━━━ Supplied material ━━━
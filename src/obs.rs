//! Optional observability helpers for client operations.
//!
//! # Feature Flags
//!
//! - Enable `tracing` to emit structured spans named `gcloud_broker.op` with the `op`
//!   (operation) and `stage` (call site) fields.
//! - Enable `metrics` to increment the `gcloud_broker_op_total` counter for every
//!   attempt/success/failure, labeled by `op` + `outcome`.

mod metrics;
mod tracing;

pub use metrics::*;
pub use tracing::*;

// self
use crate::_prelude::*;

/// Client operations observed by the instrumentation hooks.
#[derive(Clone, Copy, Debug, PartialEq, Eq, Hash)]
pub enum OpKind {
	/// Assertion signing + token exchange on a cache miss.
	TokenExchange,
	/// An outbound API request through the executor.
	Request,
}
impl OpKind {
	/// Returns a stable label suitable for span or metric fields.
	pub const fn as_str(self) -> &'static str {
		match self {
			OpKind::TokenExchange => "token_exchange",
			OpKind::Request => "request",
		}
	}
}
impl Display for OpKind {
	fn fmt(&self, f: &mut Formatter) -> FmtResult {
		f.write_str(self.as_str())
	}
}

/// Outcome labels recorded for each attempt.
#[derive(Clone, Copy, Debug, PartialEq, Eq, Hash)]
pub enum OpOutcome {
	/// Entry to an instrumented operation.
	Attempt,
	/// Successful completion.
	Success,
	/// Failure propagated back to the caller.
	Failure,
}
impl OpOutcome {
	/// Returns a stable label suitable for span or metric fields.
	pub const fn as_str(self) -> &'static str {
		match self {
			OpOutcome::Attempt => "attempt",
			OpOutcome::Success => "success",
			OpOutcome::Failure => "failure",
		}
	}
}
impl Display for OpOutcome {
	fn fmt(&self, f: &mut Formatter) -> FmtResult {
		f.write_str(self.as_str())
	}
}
━━━
Your objective: Set down all of the entries again, keeping every line exactly as it is.

Task output:
filename src/obs.rs
//! Optional observability helpers for client operations.
//!
//! # Feature Flags
//!
//! - Enable `tracing` to emit structured spans named `gcloud_broker.op` with the `op`
//!   (operation) and `stage` (call site) fields.
//! - Enable `metrics` to increment the `gcloud_broker_op_total` counter for every
//!   attempt/success/failure, labeled by `op` + `outcome`.

mod metrics;
mod tracing;

pub use metrics::*;
pub use tracing::*;

// self
use crate::_prelude::*;

/// Client operations observed by the instrumentation hooks.
#[derive(Clone, Copy, Debug, PartialEq, Eq, Hash)]
pub enum OpKind {
	/// Assertion signing + token exchange on a cache miss.
	TokenExchange,
	/// An outbound API request through the executor.
	Request,
}
impl OpKind {
	/// Returns a stable label suitable for span or metric fields.
	pub const fn as_str(self) -> &'static str {
		match self {
			OpKind::TokenExchange => "token_exchange",
			OpKind::Request => "request",
		}
	}
}
impl Display for OpKind {
	fn fmt(&self, f: &mut Formatter) -> FmtResult {
		f.write_str(self.as_str())
	}
}

/// Outcome labels recorded for each attempt.
#[derive(Clone, Copy, Debug, PartialEq, Eq, Hash)]
pub enum OpOutcome {
	/// Entry to an instrumented operation.
	Attempt,
	/// Successful completion.
	Success,
	/// Failure propagated back to the caller.
	Failure,
}
impl OpOutcome {
	/// Returns a stable label suitable for span or metric fields.
	pub const fn as_str(self) -> &'static str {
		match self {
			OpOutcome::Attempt => "attempt",
			OpOutcome::Success => "success",
			OpOutcome::Failure => "failure",
		}
	}
}
impl Display for OpOutcome {
	fn fmt(&self, f: &mut Formatter) -> FmtResult {
		f.write_str(self.as_str())
	}
}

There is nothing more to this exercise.